• _Task to carry out_: Return the data exactly, but only from the line containing "matches!(self, Self::Clear) ||" through its last line.

• _Saved entries_:

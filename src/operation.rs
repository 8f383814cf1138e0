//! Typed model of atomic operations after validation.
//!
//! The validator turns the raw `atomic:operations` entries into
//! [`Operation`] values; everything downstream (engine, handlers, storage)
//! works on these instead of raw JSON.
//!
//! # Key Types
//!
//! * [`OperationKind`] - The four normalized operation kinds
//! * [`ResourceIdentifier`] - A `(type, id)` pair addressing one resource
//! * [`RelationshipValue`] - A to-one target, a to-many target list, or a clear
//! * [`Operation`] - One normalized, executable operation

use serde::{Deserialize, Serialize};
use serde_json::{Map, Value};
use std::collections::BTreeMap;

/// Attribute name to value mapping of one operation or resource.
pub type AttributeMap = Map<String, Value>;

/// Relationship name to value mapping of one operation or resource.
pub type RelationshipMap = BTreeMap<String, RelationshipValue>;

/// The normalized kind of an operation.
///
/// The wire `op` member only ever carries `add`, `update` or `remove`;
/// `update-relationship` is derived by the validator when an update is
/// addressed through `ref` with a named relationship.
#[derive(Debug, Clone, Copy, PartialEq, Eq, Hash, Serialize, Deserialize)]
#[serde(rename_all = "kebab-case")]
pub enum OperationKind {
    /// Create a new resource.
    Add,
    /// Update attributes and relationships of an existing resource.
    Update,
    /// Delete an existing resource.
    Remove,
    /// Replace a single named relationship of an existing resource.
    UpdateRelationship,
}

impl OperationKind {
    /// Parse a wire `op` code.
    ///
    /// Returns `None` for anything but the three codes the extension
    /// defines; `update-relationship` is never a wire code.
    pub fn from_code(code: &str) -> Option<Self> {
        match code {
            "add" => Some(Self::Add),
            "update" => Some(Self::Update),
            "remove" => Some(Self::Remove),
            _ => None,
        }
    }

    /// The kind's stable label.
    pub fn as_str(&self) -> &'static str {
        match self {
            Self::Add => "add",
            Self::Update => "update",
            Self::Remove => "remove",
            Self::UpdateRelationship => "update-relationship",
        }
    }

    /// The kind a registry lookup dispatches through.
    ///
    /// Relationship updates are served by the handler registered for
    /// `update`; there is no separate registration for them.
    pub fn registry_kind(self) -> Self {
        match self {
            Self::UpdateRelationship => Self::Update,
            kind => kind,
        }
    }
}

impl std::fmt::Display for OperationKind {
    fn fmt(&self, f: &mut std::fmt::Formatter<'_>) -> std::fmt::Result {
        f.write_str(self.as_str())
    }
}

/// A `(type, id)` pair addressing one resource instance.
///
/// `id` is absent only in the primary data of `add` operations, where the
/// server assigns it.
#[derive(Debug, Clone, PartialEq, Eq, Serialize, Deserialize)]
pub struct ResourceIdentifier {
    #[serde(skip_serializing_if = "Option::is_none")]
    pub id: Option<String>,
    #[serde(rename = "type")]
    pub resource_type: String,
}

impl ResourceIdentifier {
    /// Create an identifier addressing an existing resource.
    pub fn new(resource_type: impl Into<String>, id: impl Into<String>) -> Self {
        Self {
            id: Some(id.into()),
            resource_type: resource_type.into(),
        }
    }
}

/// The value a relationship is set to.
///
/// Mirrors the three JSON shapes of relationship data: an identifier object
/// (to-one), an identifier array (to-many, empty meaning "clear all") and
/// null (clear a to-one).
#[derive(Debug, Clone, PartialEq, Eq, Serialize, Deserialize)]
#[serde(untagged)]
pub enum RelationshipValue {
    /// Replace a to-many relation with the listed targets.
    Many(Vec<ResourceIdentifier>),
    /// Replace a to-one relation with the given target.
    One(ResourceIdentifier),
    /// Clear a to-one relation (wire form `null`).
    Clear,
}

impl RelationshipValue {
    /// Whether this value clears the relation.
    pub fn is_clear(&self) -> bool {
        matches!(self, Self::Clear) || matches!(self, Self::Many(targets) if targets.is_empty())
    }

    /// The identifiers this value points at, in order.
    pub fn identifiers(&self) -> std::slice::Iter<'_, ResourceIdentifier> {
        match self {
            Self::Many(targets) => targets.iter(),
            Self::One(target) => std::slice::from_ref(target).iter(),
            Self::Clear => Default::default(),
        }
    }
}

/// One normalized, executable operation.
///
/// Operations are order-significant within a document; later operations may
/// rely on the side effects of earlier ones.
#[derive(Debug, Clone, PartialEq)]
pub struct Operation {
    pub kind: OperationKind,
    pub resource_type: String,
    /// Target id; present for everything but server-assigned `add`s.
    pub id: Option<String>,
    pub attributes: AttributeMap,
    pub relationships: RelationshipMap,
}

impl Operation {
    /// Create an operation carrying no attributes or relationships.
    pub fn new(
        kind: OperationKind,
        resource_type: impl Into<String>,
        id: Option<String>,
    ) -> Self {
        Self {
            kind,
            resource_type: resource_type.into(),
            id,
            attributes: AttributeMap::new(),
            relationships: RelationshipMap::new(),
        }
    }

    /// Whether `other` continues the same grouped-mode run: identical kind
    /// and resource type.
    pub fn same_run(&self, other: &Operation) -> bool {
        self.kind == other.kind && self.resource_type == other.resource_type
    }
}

• _Answer box_:
        matches!(self, Self::Clear) || matches!(self, Self::Many(targets) if targets.is_empty())
    }

    /// The identifiers this value points at, in order.
    pub fn identifiers(&self) -> std::slice::Iter<'_, ResourceIdentifier> {
        match self {
            Self::Many(targets) => targets.iter(),
            Self::One(target) => std::slice::from_ref(target).iter(),
            Self::Clear => Default::default(),
        }
    }
}

/// One normalized, executable operation.
///
/// Operations are order-significant within a document; later operations may
/// rely on the side effects of earlier ones.
#[derive(Debug, Clone, PartialEq)]
pub struct Operation {
    pub kind: OperationKind,
    pub resource_type: String,
    /// Target id; present for everything but server-assigned `add`s.
    pub id: Option<String>,
    pub attributes: AttributeMap,
    pub relationships: RelationshipMap,
}

impl Operation {
    /// Create an operation carrying no attributes or relationships.
    pub fn new(
        kind: OperationKind,
        resource_type: impl Into<String>,
        id: Option<String>,
    ) -> Self {
        Self {
            kind,
            resource_type: resource_type.into(),
            id,
            attributes: AttributeMap::new(),
            relationships: RelationshipMap::new(),
        }
    }

    /// Whether `other` continues the same grouped-mode run: identical kind
    /// and resource type.
    pub fn same_run(&self, other: &Operation) -> bool {
        self.kind == other.kind && self.resource_type == other.resource_type
    }
}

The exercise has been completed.